Antwort: Die Ortsumgehung Gerresheim wurde nicht aufgegeben. Sie ist Bestandteil des vom Rat beschlossenen Verkehrsentwicklungsplanes 2020. Aufgrund der vorliegenden Verkehrsprognosen ist aber im Gegensatz zu den Überlegungen im Rahmen der Machbarkeitsstudie aus dem Jahr 2004, nur noch ein 2-streifiger Ausbau erforderlich. In Bezug auf die Ortsumgehung Flingern wurde entschieden, das Teilstück des sogenannten 3. Bauabschnittes (Abschnitt Hellweg bis Walter-Eucken-Straße), nicht mehr weiter zu verfolgen. Diese Entscheidung wurde nicht von mir oder der Verwaltung getroffen, sondern vom Rat der Stadt Düsseldorf. Diese Grundsatzentscheidung hat aber keine wesentliche Auswirkung auf die Verkehrssituation auf der Torfbruchstraße und dem Pöhlenweg.

Frage: Um die Raserei auf der Ernst-Poensgen-Allee zu reduzieren, wäre ein Radweg auf der jeweiligen Straßenseite eine sehr gute Maßnahme, um die Fahrbahn zu verschmälern und somit der Optik einer Schnellstraße entgegen zu wirken.Hilfreich wäre auch ein "Hindernis" auf der jeweiligen Straßenseite zu Beginn der Tempo 40 Zone, um die Verkehrsteilnehmer zum langsameren Fahren zu animieren.

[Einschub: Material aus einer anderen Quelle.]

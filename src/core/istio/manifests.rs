//! OLM and Maistra objects rendered as YAML and piped to `oc apply -f -`.

use crate::utils::error::Result;
use serde::Serialize;
use std::collections::BTreeMap;

pub const REDHAT_OPERATORS: &str = "redhat-operators";
pub const MARKETPLACE_NAMESPACE: &str = "openshift-marketplace";
pub const QUAY_OPERATOR_SOURCE: &str = "maistra-operators";
pub const QUAY_TOKEN_SECRET: &str = "quay-token";
/// Maistra only honours a member roll with this name.
pub const MEMBER_ROLL_NAME: &str = "default";

#[derive(Debug, Clone, Serialize)]
#[serde(rename_all = "camelCase")]
pub struct Metadata {
    pub name: String,
    pub namespace: String,
    #[serde(skip_serializing_if = "BTreeMap::is_empty")]
    pub labels: BTreeMap<String, String>,
}

#[derive(Debug, Clone, Serialize)]
#[serde(rename_all = "camelCase")]
pub struct Subscription {
    pub api_version: String,
    pub kind: String,
    pub metadata: Metadata,
    pub spec: SubscriptionSpec,
}

#[derive(Debug, Clone, Serialize)]
#[serde(rename_all = "camelCase")]
pub struct SubscriptionSpec {
    pub channel: String,
    pub name: String,
    pub source: String,
    pub source_namespace: String,
    pub install_plan_approval: String,
}

impl Subscription {
    pub fn new(package: &str, namespace: &str, channel: &str, source: &str) -> Self {
        Self {
            api_version: "operators.coreos.com/v1alpha1".to_string(),
            kind: "Subscription".to_string(),
            metadata: Metadata {
                name: package.to_string(),
                namespace: namespace.to_string(),
                labels: BTreeMap::new(),
            },
            spec: SubscriptionSpec {
                channel: channel.to_string(),
                name: package.to_string(),
                source: source.to_string(),
                source_namespace: MARKETPLACE_NAMESPACE.to_string(),
                install_plan_approval: "Automatic".to_string(),
            },
        }
    }

    pub fn name(&self) -> &str {
        &self.metadata.name
    }

    pub fn to_yaml(&self) -> Result<String> {
        Ok(serde_yaml::to_string(self)?)
    }
}

#[derive(Debug, Clone, Serialize)]
#[serde(rename_all = "camelCase")]
pub struct OperatorSource {
    pub api_version: String,
    pub kind: String,
    pub metadata: Metadata,
    pub spec: OperatorSourceSpec,
}

#[derive(Debug, Clone, Serialize)]
#[serde(rename_all = "camelCase")]
pub struct OperatorSourceSpec {
    #[serde(rename = "type")]
    pub source_type: String,
    pub endpoint: String,
    pub registry_namespace: String,
    pub display_name: String,
    pub publisher: String,
    pub authorization_token: AuthorizationToken,
}

#[derive(Debug, Clone, Serialize)]
#[serde(rename_all = "camelCase")]
pub struct AuthorizationToken {
    pub secret_name: String,
}

impl OperatorSource {
    /// Private quay.io app registry holding the Maistra operator builds of `branch`.
    pub fn quay(registry_namespace: &str, branch: &str) -> Self {
        let mut labels = BTreeMap::new();
        labels.insert("maistra.io/branch".to_string(), branch.to_string());

        Self {
            api_version: "operators.coreos.com/v1".to_string(),
            kind: "OperatorSource".to_string(),
            metadata: Metadata {
                name: QUAY_OPERATOR_SOURCE.to_string(),
                namespace: MARKETPLACE_NAMESPACE.to_string(),
                labels,
            },
            spec: OperatorSourceSpec {
                source_type: "appregistry".to_string(),
                endpoint: "https://quay.io/cnr".to_string(),
                registry_namespace: registry_namespace.to_string(),
                display_name: format!("Maistra Operators ({})", branch),
                publisher: "Red Hat".to_string(),
                authorization_token: AuthorizationToken {
                    secret_name: QUAY_TOKEN_SECRET.to_string(),
                },
            },
        }
    }

    pub fn to_yaml(&self) -> Result<String> {
        Ok(serde_yaml::to_string(self)?)
    }
}

#[derive(Debug, Clone, Serialize)]
#[serde(rename_all = "camelCase")]
pub struct ServiceMeshMemberRoll {
    pub api_version: String,
    pub kind: String,
    pub metadata: Metadata,
    pub spec: MemberRollSpec,
}

#[derive(Debug, Clone, Serialize)]
pub struct MemberRollSpec {
    pub members: Vec<String>,
}

impl ServiceMeshMemberRoll {
    pub fn new(namespace: &str, members: &[String]) -> Self {
        Self {
            api_version: "maistra.io/v1".to_string(),
            kind: "ServiceMeshMemberRoll".to_string(),
            metadata: Metadata {
                name: MEMBER_ROLL_NAME.to_string(),
                namespace: namespace.to_string(),
                labels: BTreeMap::new(),
            },
            spec: MemberRollSpec {
                members: members.to_vec(),
            },
        }
    }

    pub fn to_yaml(&self) -> Result<String> {
        Ok(serde_yaml::to_string(self)?)
    }
}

Antwort: Der von Ihnen vorgeschlagene Radweg zur Einengung der Fahrbahn, könnte in Form eines Schutzstreifens (gestrichelte Markierung am Fahrbahnrand mit Fahrradsymbolen, die vom KFZ-Verkehr überfahren werden dürfen) auf der Fahrbahn eingerichtet werden. Diese Lösung ist in den städtischen Radverkehrsplanungen enthalten. Wir arbeiten daran, die Bedingungen für Fahrradfahrer in unserer Stadt zu verbessern. Dazu haben wir unsere "Radschlag-Kampagne" entwickelt, die viele Elemente der Radverkehrsförderung umfasst. Da in der ganzen Stadt eine Reihe von Maßnahmen geplant sind, die nicht alle zeitgleich umgesetzt werden können, kann ich Ihnen leider keinen konkreten Umsetzungstermin für die Maßnahme nennen.

Frage: Durch den Umbau der Haltestelle Burgmüllerstraße auf der Seite der Stadtsparkasse wurde der Bürgersteig für Fußgänger sehr stark verengt. Die kollidiert dann auch mit dem Radweg. Kann hier noch etwas geändert werden?

Antwort: Ganz schmale Radwege neben ganz schmalen Bürgersteigen - das kann nicht gut gehen. Wir haben schon mit Frau von Rappard und dem Bezirksbürgermeister darüber gesprochen. Wir sind uns völlig einig, dass der Zustand so nicht bleiben kann. Deswegen muss der Bürgersteig die ursprüngliche Breite haben und die Fahrradfahrer müssen auf die Straße. Das ist schon vorgesehen.